WHAT THE EXERCISE ASKS :: From the first line of the data through the line containing "pub const WEBP_EXTENSION: &str", return each line exactly.
··· GIVEN RECORDS
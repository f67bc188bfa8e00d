//! Format classification from a name or URL suffix.

use reqwest::Url;

/// Extension used when the input carries no suffix.
pub const DEFAULT_EXTENSION: &str = "jpg";

const MAX_EXTENSION_LEN: usize = 10;

/// Extension of the encoding that must be normalized before upload.
pub const WEBP_EXTENSION: &str = "webp";

/// Extension written by normalization.
pub const NORMALIZED_EXTENSION: &str = "jpg";

/// Infer an extension from a URL or bare path.
///
/// URLs are classified by their path only, so query strings and fragments
/// never leak into the result.
pub fn classify(name_or_url: &str) -> String {
    suffix(name_or_url).unwrap_or_else(|| DEFAULT_EXTENSION.to_string())
}

/// Whether the name or URL carries an explicit suffix.
pub fn has_extension(name_or_url: &str) -> bool {
    suffix(name_or_url).is_some()
}

fn suffix(name_or_url: &str) -> Option<String> {
    let path = match Url::parse(name_or_url) {
        Ok(url) => url.path().to_string(),
        Err(_) => name_or_url.to_string(),
    };

    let last_segment = path.rsplit(['/', '\\']).next().unwrap_or_default();
    match last_segment.rsplit_once('.') {
        Some((_, ext)) if is_plain_extension(ext) => Some(ext.to_ascii_lowercase()),
        _ => None,
    }
}

/// Extensions end up in artifact names, so only short alphanumeric runs count.
fn is_plain_extension(ext: &str) -> bool {
    !ext.is_empty() && ext.len() <= MAX_EXTENSION_LEN && ext.chars().all(|c| c.is_ascii_alphanumeric())
}

pub fn needs_normalization(extension: &str) -> bool {
    extension.eq_ignore_ascii_case(WEBP_EXTENSION)
}

/// Check for the `RIFF....WEBP` container signature.
pub fn is_webp_signature(header: &[u8]) -> bool {
    header.len() >= 12 && &header[0..4] == b"RIFF" && &header[8..12] == b"WEBP"
}

/// Content type sent with the upload part.
pub fn content_type_for(extension: &str) -> &'static str {
    match extension.to_lowercase().as_str() {
        "jpg" | "jpeg" => "image/jpeg",
        "png" => "image/png",
        "gif" => "image/gif",
        "webp" => "image/webp",
        "bmp" => "image/bmp",
        "svg" => "image/svg+xml",
        "avif" => "image/avif",
        "tif" | "tiff" => "image/tiff",
        _ => "application/octet-stream",
    }
}
//! imgbridge MCP Server
//!
//! Model Context Protocol server for re-hosting images
//! Run with: IMGBRIDGE_UPLOAD_URL=https://host/upload imgbridge-mcp

use anyhow::Context;
use imgbridge_mcp::{ImgBridgeService, RelayConfig, TransferPipeline};
use rmcp::service::ServiceExt;
use rmcp::transport::io::stdio;

#[tokio::main]
async fn main() -> anyhow::Result<()> {
    dotenvy::dotenv().ok();

    // stdout carries the MCP transport; logs go to stderr.
    tracing_subscriber::fmt()
        .with_env_filter(tracing_subscriber::EnvFilter::from_default_env())
        .with_writer(std::io::stderr)
        .init();

    let config = RelayConfig::from_env()
        .context("Failed to load configuration. Set the IMGBRIDGE_UPLOAD_URL environment variable")?;

    tracing::info!(
        upload_url = %config.upload_url,
        transport = ?config.transport,
        encoder = ?config.encoder,
        "Starting imgbridge MCP server"
    );

    let pipeline =
        TransferPipeline::from_config(config).context("Failed to initialize transfer pipeline")?;

    let service = ImgBridgeService::new(pipeline);
    let running = service.serve(stdio()).await.context("MCP transport failed")?;
    running.waiting().await.context("MCP server error")?;

    Ok(())
}
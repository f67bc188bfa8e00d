//! Legacy transport that shells out to `curl`.

use std::path::Path;
use std::process::{Output, Stdio};
use std::time::Duration;

use async_trait::async_trait;
use reqwest::Url;
use tokio::process::Command;

use super::{discard_partial, Transport};
use crate::classify::{classify, content_type_for};
use crate::config::RelayConfig;
use crate::error::{captured, Operation, TransferError, TransferResult};

/// curl exit code for "operation timed out".
const CURL_TIMEOUT_EXIT: i32 = 28;
/// curl exit code for "too many redirects".
const CURL_TOO_MANY_REDIRECTS_EXIT: i32 = 47;

#[derive(Debug, Clone)]
pub struct CurlTransport {
    program: String,
    fetch_timeout: Duration,
    upload_timeout: Duration,
    max_redirects: usize,
}

impl CurlTransport {
    pub fn new(config: &RelayConfig) -> Self {
        Self {
            program: config.curl_path.clone(),
            fetch_timeout: config.fetch_timeout,
            upload_timeout: config.upload_timeout,
            max_redirects: config.max_redirects,
        }
    }

    async fn run(
        &self,
        operation: Operation,
        timeout: Duration,
        args: Vec<String>,
    ) -> TransferResult<Output> {
        let child = Command::new(&self.program)
            .args(&args)
            .stdin(Stdio::null())
            .stdout(Stdio::piped())
            .stderr(Stdio::piped())
            .kill_on_drop(true)
            .output();

        // curl enforces --max-time itself; this cap also covers a hung process.
        let output = match tokio::time::timeout(timeout + Duration::from_secs(1), child).await {
            Ok(output) => output.map_err(|e| {
                let message = if e.kind() == std::io::ErrorKind::NotFound {
                    format!("'{}' is not installed or not on PATH", self.program)
                } else {
                    format!("Failed to execute '{}': {}", self.program, e)
                };
                TransferError::network(operation, message)
            })?,
            Err(_) => {
                return Err(TransferError::Timeout {
                    operation,
                    secs: timeout.as_secs(),
                })
            }
        };

        if !output.status.success() {
            return Err(curl_failure(operation, &output, timeout));
        }
        Ok(output)
    }
}

#[async_trait]
impl Transport for CurlTransport {
    #[tracing::instrument(skip(self, url, dest), fields(url = %url))]
    async fn fetch(&self, url: &Url, dest: &Path) -> TransferResult<()> {
        let args = vec![
            "--silent".to_string(),
            "--show-error".to_string(),
            "--location".to_string(),
            "--proto".to_string(),
            "=http,https".to_string(),
            "--proto-redir".to_string(),
            "=http,https".to_string(),
            "--max-redirs".to_string(),
            self.max_redirects.to_string(),
            "--max-time".to_string(),
            self.fetch_timeout.as_secs().to_string(),
            "--output".to_string(),
            dest.to_string_lossy().to_string(),
            "--write-out".to_string(),
            "%{http_code}".to_string(),
            url.to_string(),
        ];

        let result = self
            .run(Operation::Download, self.fetch_timeout, args)
            .await
            .and_then(|output| {
                let status = parse_status(String::from_utf8_lossy(&output.stdout).trim())
                    .ok_or_else(|| {
                        TransferError::network(Operation::Download, "curl reported no HTTP status")
                    })?;
                if (200..300).contains(&status) {
                    Ok(())
                } else {
                    Err(TransferError::HttpStatus {
                        operation: Operation::Download,
                        status,
                        body: None,
                    })
                }
            });

        if result.is_err() {
            discard_partial(dest).await;
        }
        result
    }

    #[tracing::instrument(skip(self, file, endpoint), fields(endpoint = %endpoint))]
    async fn upload(&self, file: &Path, endpoint: &Url) -> TransferResult<String> {
        let filename = file
            .file_name()
            .and_then(|n| n.to_str())
            .unwrap_or("image.jpg");
        let content_type = content_type_for(&classify(filename));

        let args = vec![
            "--silent".to_string(),
            "--show-error".to_string(),
            "--max-time".to_string(),
            self.upload_timeout.as_secs().to_string(),
            "--header".to_string(),
            "Accept: application/json".to_string(),
            "--form".to_string(),
            format!(
                "file=@{};filename={};type={}",
                form_quote(&file.to_string_lossy()),
                form_quote(filename),
                content_type
            ),
            "--write-out".to_string(),
            "\n%{http_code}".to_string(),
            endpoint.to_string(),
        ];

        let output = self.run(Operation::Upload, self.upload_timeout, args).await?;
        let stdout = String::from_utf8_lossy(&output.stdout).into_owned();
        let (body, status) = split_status_trailer(&stdout).ok_or_else(|| {
            TransferError::network(Operation::Upload, "curl reported no HTTP status")
        })?;

        if !(200..300).contains(&status) {
            return Err(TransferError::HttpStatus {
                operation: Operation::Upload,
                status,
                body: Some(body.to_string()).filter(|b| !b.trim().is_empty()),
            });
        }
        Ok(body.to_string())
    }
}

fn parse_status(code: &str) -> Option<u16> {
    code.parse::<u16>().ok().filter(|c| *c != 0)
}

/// Split `"<body>\n<status>"` as produced by `--write-out "\n%{http_code}"`.
fn split_status_trailer(stdout: &str) -> Option<(&str, u16)> {
    let (body, code) = stdout.rsplit_once('\n')?;
    Some((body, parse_status(code.trim())?))
}

/// Quote a `--form` value so `;` and `,` in paths are not read as field separators.
fn form_quote(value: &str) -> String {
    format!("\"{}\"", value.replace('\\', "\\\\").replace('"', "\\\""))
}

fn curl_failure(operation: Operation, output: &Output, timeout: Duration) -> TransferError {
    match output.status.code() {
        Some(CURL_TIMEOUT_EXIT) => TransferError::Timeout {
            operation,
            secs: timeout.as_secs(),
        },
        Some(CURL_TOO_MANY_REDIRECTS_EXIT) => TransferError::Network {
            operation,
            message: "Too many redirects".to_string(),
            stderr: captured(&output.stderr),
        },
        code => TransferError::Network {
            operation,
            message: match code {
                Some(code) => format!("curl exited with code {}", code),
                None => "curl was terminated by a signal".to_string(),
            },
            stderr: captured(&output.stderr),
        },
    }
}

#[cfg(test)]
mod tests {
    use super::*;

    #[test]
    fn test_split_status_trailer() {
        assert_eq!(
            split_status_trailer("{\"url\":\"x\"}\n200"),
            Some(("{\"url\":\"x\"}", 200))
        );
        assert_eq!(
            split_status_trailer("line one\nline two\n502"),
            Some(("line one\nline two", 502))
        );
        assert_eq!(split_status_trailer("\n201"), Some(("", 201)));
        assert_eq!(split_status_trailer("no trailer"), None);
        assert_eq!(split_status_trailer("body\n000"), None);
    }

    #[test]
    fn test_form_quote() {
        assert_eq!(form_quote("/tmp/a.png"), r#""/tmp/a.png""#);
        assert_eq!(form_quote("/tmp/x;type=a,b.png"), r#""/tmp/x;type=a,b.png""#);
        assert_eq!(form_quote(r#"say "hi"\"#), r#""say \"hi\"\\""#);
    }

    #[test]
    fn test_parse_status() {
        assert_eq!(parse_status("404"), Some(404));
        assert_eq!(parse_status("000"), None);
        assert_eq!(parse_status(""), None);
    }

    /// Write an executable stand-in for curl that runs `script`.
    #[cfg(unix)]
    fn fake_curl(dir: &Path, script: &str) -> String {
        use std::os::unix::fs::PermissionsExt;

        let path = dir.join("fake-curl");
        std::fs::write(&path, format!("#!/bin/sh\n{}\n", script)).unwrap();
        std::fs::set_permissions(&path, std::fs::Permissions::from_mode(0o755)).unwrap();
        path.to_string_lossy().into_owned()
    }

    #[cfg(unix)]
    fn transport_with(program: String, timeout_secs: u64) -> CurlTransport {
        let mut config = RelayConfig::new(Url::parse("https://img.host/upload").unwrap());
        config.curl_path = program;
        config.fetch_timeout = Duration::from_secs(timeout_secs);
        config.upload_timeout = Duration::from_secs(timeout_secs);
        CurlTransport::new(&config)
    }

    #[cfg(unix)]
    #[tokio::test]
    async fn test_curl_timeout_exit_maps_to_timeout() {
        let dir = tempfile::tempdir().unwrap();
        let program = fake_curl(dir.path(), "echo 'curl: (28) Operation timed out' >&2\nexit 28");
        let transport = transport_with(program, 7);

        let upload = dir.path().join("a.png");
        std::fs::write(&upload, b"png").unwrap();
        let err = transport
            .upload(&upload, &Url::parse("https://img.host/upload").unwrap())
            .await
            .unwrap_err();

        assert!(
            matches!(
                err,
                TransferError::Timeout {
                    operation: Operation::Upload,
                    secs: 7
                }
            ),
            "{:?}",
            err
        );
    }

    #[cfg(unix)]
    #[tokio::test]
    async fn test_curl_redirect_exit_maps_to_network_error() {
        let dir = tempfile::tempdir().unwrap();
        let program = fake_curl(
            dir.path(),
            "echo 'curl: (47) Maximum (5) redirects followed' >&2\nexit 47",
        );
        let transport = transport_with(program, 5);

        let dest = dir.path().join("out.png");
        let err = transport
            .fetch(&Url::parse("https://example.com/a.png").unwrap(), &dest)
            .await
            .unwrap_err();

        match err {
            TransferError::Network {
                operation,
                message,
                stderr,
            } => {
                assert_eq!(operation, Operation::Download);
                assert_eq!(message, "Too many redirects");
                assert!(stderr.unwrap().contains("(47)"));
            }
            other => panic!("unexpected error: {:?}", other),
        }
    }

    #[cfg(unix)]
    #[tokio::test]
    async fn test_hung_curl_is_killed_after_grace_period() {
        let dir = tempfile::tempdir().unwrap();
        let program = fake_curl(dir.path(), "sleep 30");
        let transport = transport_with(program, 1);

        let dest = dir.path().join("out.png");
        std::fs::write(&dest, b"partial").unwrap();
        let started = std::time::Instant::now();
        let err = transport
            .fetch(&Url::parse("https://example.com/a.png").unwrap(), &dest)
            .await
            .unwrap_err();

        assert!(started.elapsed() < Duration::from_secs(10));
        assert!(
            matches!(
                err,
                TransferError::Timeout {
                    operation: Operation::Download,
                    secs: 1
                }
            ),
            "{:?}",
            err
        );
        assert!(!dest.exists());
    }

    #[tokio::test]
    async fn test_missing_curl_is_a_network_error() {
        let mut config = RelayConfig::new(Url::parse("https://img.host/upload").unwrap());
        config.curl_path = "imgbridge-no-such-curl".to_string();
        let transport = CurlTransport::new(&config);

        let dir = tempfile::tempdir().unwrap();
        let dest = dir.path().join("out.png");
        let err = transport
            .fetch(&Url::parse("https://example.com/a.png").unwrap(), &dest)
            .await
            .unwrap_err();

        match err {
            TransferError::Network { message, .. } => {
                assert!(message.contains("not installed"), "{}", message)
            }
            other => panic!("unexpected error: {:?}", other),
        }
        assert!(!dest.exists());
    }
}
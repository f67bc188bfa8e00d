//! Configuration module
//!
//! The relay is configured once at startup from environment variables. The
//! resulting [`RelayConfig`] is immutable and shared by every request.

use std::env;
use std::path::PathBuf;
use std::str::FromStr;
use std::time::Duration;

use reqwest::Url;

use crate::error::{TransferError, TransferResult};

pub const UPLOAD_URL_ENV: &str = "IMGBRIDGE_UPLOAD_URL";
pub const UPLOAD_URL_FALLBACK_ENV: &str = "UPLOAD_URL";

const FETCH_TIMEOUT_SECS: u64 = 15;
const UPLOAD_TIMEOUT_SECS: u64 = 30;
const MAX_REDIRECTS: usize = 5;
const JPEG_QUALITY: u8 = 90;
const CONVERT_PATH: &str = "convert";
const CURL_PATH: &str = "curl";

/// Which transport moves bytes to and from the network.
#[derive(Clone, Copy, Debug, PartialEq, Eq)]
pub enum TransportKind {
    /// In-process HTTP client.
    Native,
    /// Shells out to `curl`.
    Curl,
}

impl FromStr for TransportKind {
    type Err = TransferError;

    fn from_str(s: &str) -> Result<Self, Self::Err> {
        match s.trim().to_lowercase().as_str() {
            "native" | "http" => Ok(TransportKind::Native),
            "curl" => Ok(TransportKind::Curl),
            other => Err(TransferError::Validation(format!(
                "Unknown transport '{}': expected 'native' or 'curl'",
                other
            ))),
        }
    }
}

/// Which encoder performs WebP normalization.
#[derive(Clone, Copy, Debug, PartialEq, Eq)]
pub enum EncoderKind {
    /// External conversion utility (ImageMagick `convert` by default).
    Command,
    /// In-process codec.
    Native,
}

impl FromStr for EncoderKind {
    type Err = TransferError;

    fn from_str(s: &str) -> Result<Self, Self::Err> {
        match s.trim().to_lowercase().as_str() {
            "command" | "external" => Ok(EncoderKind::Command),
            "native" => Ok(EncoderKind::Native),
            other => Err(TransferError::Validation(format!(
                "Unknown encoder '{}': expected 'command' or 'native'",
                other
            ))),
        }
    }
}

/// Process-wide relay configuration
#[derive(Clone, Debug)]
pub struct RelayConfig {
    pub upload_url: Url,
    pub fetch_timeout: Duration,
    pub upload_timeout: Duration,
    pub max_redirects: usize,
    pub temp_dir: PathBuf,
    pub transport: TransportKind,
    pub encoder: EncoderKind,
    pub convert_path: String,
    pub curl_path: String,
    pub jpeg_quality: u8,
}

impl RelayConfig {
    /// Configuration with defaults for everything but the upload endpoint.
    pub fn new(upload_url: Url) -> Self {
        Self {
            upload_url,
            fetch_timeout: Duration::from_secs(FETCH_TIMEOUT_SECS),
            upload_timeout: Duration::from_secs(UPLOAD_TIMEOUT_SECS),
            max_redirects: MAX_REDIRECTS,
            temp_dir: env::temp_dir(),
            transport: TransportKind::Native,
            encoder: EncoderKind::Command,
            convert_path: CONVERT_PATH.to_string(),
            curl_path: CURL_PATH.to_string(),
            jpeg_quality: JPEG_QUALITY,
        }
    }

    /// Load from the process environment. Missing upload endpoint is an error.
    pub fn from_env() -> TransferResult<Self> {
        Self::from_lookup(|key| env::var(key).ok())
    }

    /// Load from an arbitrary key lookup.
    pub fn from_lookup<F>(lookup: F) -> TransferResult<Self>
    where
        F: Fn(&str) -> Option<String>,
    {
        let get = |key: &str| lookup(key).filter(|v| !v.trim().is_empty());

        let raw_url = get(UPLOAD_URL_ENV)
            .or_else(|| get(UPLOAD_URL_FALLBACK_ENV))
            .ok_or_else(|| {
                TransferError::Validation(format!(
                    "Missing upload endpoint. Set {} or {}",
                    UPLOAD_URL_ENV, UPLOAD_URL_FALLBACK_ENV
                ))
            })?;
        let upload_url = parse_http_url(raw_url.trim())?;

        let mut config = Self::new(upload_url);

        if let Some(v) = get("IMGBRIDGE_FETCH_TIMEOUT_SECS") {
            config.fetch_timeout = parse_timeout("IMGBRIDGE_FETCH_TIMEOUT_SECS", &v)?;
        }
        if let Some(v) = get("IMGBRIDGE_UPLOAD_TIMEOUT_SECS") {
            config.upload_timeout = parse_timeout("IMGBRIDGE_UPLOAD_TIMEOUT_SECS", &v)?;
        }
        if let Some(v) = get("IMGBRIDGE_MAX_REDIRECTS") {
            config.max_redirects = parse_var("IMGBRIDGE_MAX_REDIRECTS", &v)?;
        }
        if let Some(v) = get("IMGBRIDGE_TEMP_DIR") {
            config.temp_dir = PathBuf::from(v);
        }
        if let Some(v) = get("IMGBRIDGE_TRANSPORT") {
            config.transport = v.parse()?;
        }
        if let Some(v) = get("IMGBRIDGE_ENCODER") {
            config.encoder = v.parse()?;
        }
        if let Some(v) = get("IMGBRIDGE_CONVERT_PATH") {
            config.convert_path = v;
        }
        if let Some(v) = get("IMGBRIDGE_CURL_PATH") {
            config.curl_path = v;
        }
        if let Some(v) = get("IMGBRIDGE_JPEG_QUALITY") {
            let quality: u8 = parse_var("IMGBRIDGE_JPEG_QUALITY", &v)?;
            if quality == 0 || quality > 100 {
                return Err(TransferError::Validation(format!(
                    "IMGBRIDGE_JPEG_QUALITY must be between 1 and 100, got {}",
                    quality
                )));
            }
            config.jpeg_quality = quality;
        }

        Ok(config)
    }
}

/// Parse an absolute http(s) URL.
pub fn parse_http_url(raw: &str) -> TransferResult<Url> {
    let url = Url::parse(raw)
        .map_err(|e| TransferError::Validation(format!("Invalid URL '{}': {}", raw, e)))?;
    match url.scheme() {
        "http" | "https" => Ok(url),
        scheme => Err(TransferError::Validation(format!(
            "Only HTTP and HTTPS URLs are allowed, got '{}'",
            scheme
        ))),
    }
}

/// Whole seconds, at least one. curl reads `--max-time 0` as "no limit".
fn parse_timeout(key: &str, value: &str) -> TransferResult<Duration> {
    match parse_var::<u64>(key, value)? {
        0 => Err(TransferError::Validation(format!(
            "{} must be at least 1 second",
            key
        ))),
        secs => Ok(Duration::from_secs(secs)),
    }
}

fn parse_var<T: FromStr>(key: &str, value: &str) -> TransferResult<T> {
    value.trim().parse::<T>().map_err(|_| {
        TransferError::Validation(format!("Invalid value for {}: '{}'", key, value))
    })
}
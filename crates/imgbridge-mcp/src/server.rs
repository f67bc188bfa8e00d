//! MCP server using rmcp SDK
//!
//! Exposes the transfer pipeline as the `upload_image_from_url` tool over stdio.

use crate::tools::*;
use imgbridge_core::config::UPLOAD_URL_ENV;
use imgbridge_core::{TransferError, TransferPipeline, TransferRequest, UploadOutcome};
use rmcp::handler::server::router::tool::ToolRouter;
use rmcp::handler::server::tool::Parameters;
use rmcp::model::*;
use rmcp::{tool, tool_handler, tool_router, ServerHandler};
use serde::Serialize;
use std::borrow::Cow;
use std::future::Future;
use std::sync::Arc;

fn text_content(s: impl Into<String>) -> Content {
    Content {
        raw: RawContent::Text(RawTextContent { text: s.into() }),
        annotations: None,
    }
}

fn json_content<T: Serialize>(value: &T) -> Result<Content, ErrorData> {
    let text = serde_json::to_string_pretty(value).map_err(|e| ErrorData {
        code: ErrorCode(-32603),
        message: Cow::from(e.to_string()),
        data: None,
    })?;
    Ok(text_content(text))
}

fn success_result(outcome: &UploadOutcome) -> Result<CallToolResult, ErrorData> {
    let summary = match &outcome.resolved_url {
        Some(url) => format!("Image uploaded successfully: {}", url),
        None => "Image uploaded, but the hosted URL could not be determined from the response. \
                 See raw_response."
            .to_string(),
    };
    let metadata = json_content(&UploadSuccess::from(outcome))?;
    Ok(CallToolResult::success(vec![text_content(summary), metadata]))
}

fn failure_result(err: &TransferError) -> Result<CallToolResult, ErrorData> {
    let metadata = json_content(&UploadFailure::from(err))?;
    Ok(CallToolResult::error(vec![
        text_content(format!("Failed to upload image: {}", err)),
        metadata,
    ]))
}

#[derive(Debug, Clone)]
pub struct ImgBridgeService {
    pipeline: Arc<TransferPipeline>,
    tool_router: ToolRouter<ImgBridgeService>,
}

#[tool_router]
impl ImgBridgeService {
    pub fn new(pipeline: TransferPipeline) -> Self {
        Self {
            pipeline: Arc::new(pipeline),
            tool_router: Self::tool_router(),
        }
    }

    #[tool(
        description = "Download an image from a URL, convert WebP to JPEG, upload it to the configured image host and return the hosted image URL"
    )]
    async fn upload_image_from_url(
        &self,
        Parameters(req): Parameters<UploadImageFromUrlRequest>,
    ) -> Result<CallToolResult, ErrorData> {
        let result = match TransferRequest::new(
            req.image_url.as_deref(),
            req.filename_prefix.as_deref(),
        ) {
            Ok(request) => self.pipeline.run(&request).await,
            Err(e) => Err(e),
        };

        match result {
            Ok(outcome) => success_result(&outcome),
            Err(e) => {
                tracing::debug!(error_code = e.error_code(), "Returning tool failure");
                failure_result(&e)
            }
        }
    }
}

#[tool_handler]
impl ServerHandler for ImgBridgeService {
    fn get_info(&self) -> ServerInfo {
        ServerInfo {
            protocol_version: ProtocolVersion::V_2024_11_05,
            capabilities: ServerCapabilities::builder().enable_tools().build(),
            server_info: Implementation {
                name: "imgbridge-mcp".into(),
                version: env!("CARGO_PKG_VERSION").into(),
            },
            instructions: Some(format!(
                "imgbridge MCP: upload_image_from_url re-hosts an image from a URL on the \
                 configured image host (WebP is converted to JPEG). Set {}.",
                UPLOAD_URL_ENV
            )),
        }
    }
}

#[cfg(test)]
mod tests {
    use super::*;
    use imgbridge_core::{HttpTransport, ImageEncoder, RelayConfig, Transport, TransferResult};
    use serde_json::Value;
    use std::path::Path;

    struct CopyEncoder;

    #[async_trait::async_trait]
    impl ImageEncoder for CopyEncoder {
        async fn reencode(&self, src: &Path, dst: &Path) -> TransferResult<()> {
            tokio::fs::copy(src, dst).await?;
            Ok(())
        }
    }

    fn service_for(upload_url: &str, temp: &tempfile::TempDir) -> ImgBridgeService {
        let mut config = RelayConfig::new(upload_url.parse().unwrap());
        config.temp_dir = temp.path().to_path_buf();
        let transport: Arc<dyn Transport> = Arc::new(HttpTransport::new(&config).unwrap());
        ImgBridgeService::new(TransferPipeline::new(config, transport, Arc::new(CopyEncoder)))
    }

    /// Returns (is_error, summary text, metadata JSON).
    fn unpack(result: &CallToolResult) -> (bool, String, Value) {
        let value = serde_json::to_value(result).unwrap();
        let is_error = value["isError"].as_bool().unwrap_or(false);
        let content = value["content"].as_array().unwrap();
        let summary = content[0]["text"].as_str().unwrap().to_string();
        let metadata = serde_json::from_str(content[1]["text"].as_str().unwrap()).unwrap();
        (is_error, summary, metadata)
    }

    #[tokio::test]
    async fn test_missing_image_url_is_a_failure_result() {
        let temp = tempfile::tempdir().unwrap();
        let service = service_for("http://127.0.0.1:9/upload", &temp);

        let result = service
            .upload_image_from_url(Parameters(UploadImageFromUrlRequest {
                image_url: None,
                filename_prefix: None,
            }))
            .await
            .unwrap();

        let (is_error, summary, metadata) = unpack(&result);
        assert!(is_error);
        assert!(summary.contains("image_url is required"));
        assert_eq!(metadata["status"], "failure");
    }

    #[tokio::test]
    async fn test_webp_upload_end_to_end() {
        let mut server = mockito::Server::new_async().await;
        let temp = tempfile::tempdir().unwrap();

        server
            .mock("GET", "/a.webp")
            .with_status(200)
            .with_body("webp-bytes")
            .create_async()
            .await;
        server
            .mock("POST", "/upload")
            .with_status(200)
            .with_body(r#"{"status":true,"data":{"links":{"url":"https://img.host/x.jpg"}}}"#)
            .create_async()
            .await;

        let service = service_for(&format!("{}/upload", server.url()), &temp);
        let result = service
            .upload_image_from_url(Parameters(UploadImageFromUrlRequest {
                image_url: Some(format!("{}/a.webp", server.url())),
                filename_prefix: None,
            }))
            .await
            .unwrap();

        let (is_error, summary, metadata) = unpack(&result);
        assert!(!is_error);
        assert!(summary.contains("https://img.host/x.jpg"));
        assert_eq!(metadata["status"], "success");
        assert_eq!(metadata["uploaded_image_url"], "https://img.host/x.jpg");
        assert_eq!(metadata["converted_to_jpeg"], true);
        assert_eq!(std::fs::read_dir(temp.path()).unwrap().count(), 0);
    }

    #[tokio::test]
    async fn test_download_failure_reports_status_code() {
        let mut server = mockito::Server::new_async().await;
        let temp = tempfile::tempdir().unwrap();

        server
            .mock("GET", "/missing.png")
            .with_status(404)
            .create_async()
            .await;

        let service = service_for(&format!("{}/upload", server.url()), &temp);
        let result = service
            .upload_image_from_url(Parameters(UploadImageFromUrlRequest {
                image_url: Some(format!("{}/missing.png", server.url())),
                filename_prefix: Some("test_".to_string()),
            }))
            .await
            .unwrap();

        let (is_error, _, metadata) = unpack(&result);
        assert!(is_error);
        assert_eq!(metadata["status"], "failure");
        assert!(metadata["error_details"].as_str().unwrap().contains("404"));
        assert_eq!(std::fs::read_dir(temp.path()).unwrap().count(), 0);
    }

    #[test]
    fn test_server_info_advertises_tools() {
        let temp = tempfile::tempdir().unwrap();
        let service = service_for("https://img.host/upload", &temp);
        let info = service.get_info();
        assert_eq!(info.server_info.name, "imgbridge-mcp");
        assert!(info.capabilities.tools.is_some());
        assert!(info.instructions.unwrap().contains(UPLOAD_URL_ENV));
    }
}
······
ANSWER TO THE EXERCISE ::
repository f67bc188bfa8e00d
//! Format classification from a name or URL suffix.

use reqwest::Url;

/// Extension used when the input carries no suffix.
pub const DEFAULT_EXTENSION: &str = "jpg";

const MAX_EXTENSION_LEN: usize = 10;

/// Extension of the encoding that must be normalized before upload.
pub const WEBP_EXTENSION: &str = "webp";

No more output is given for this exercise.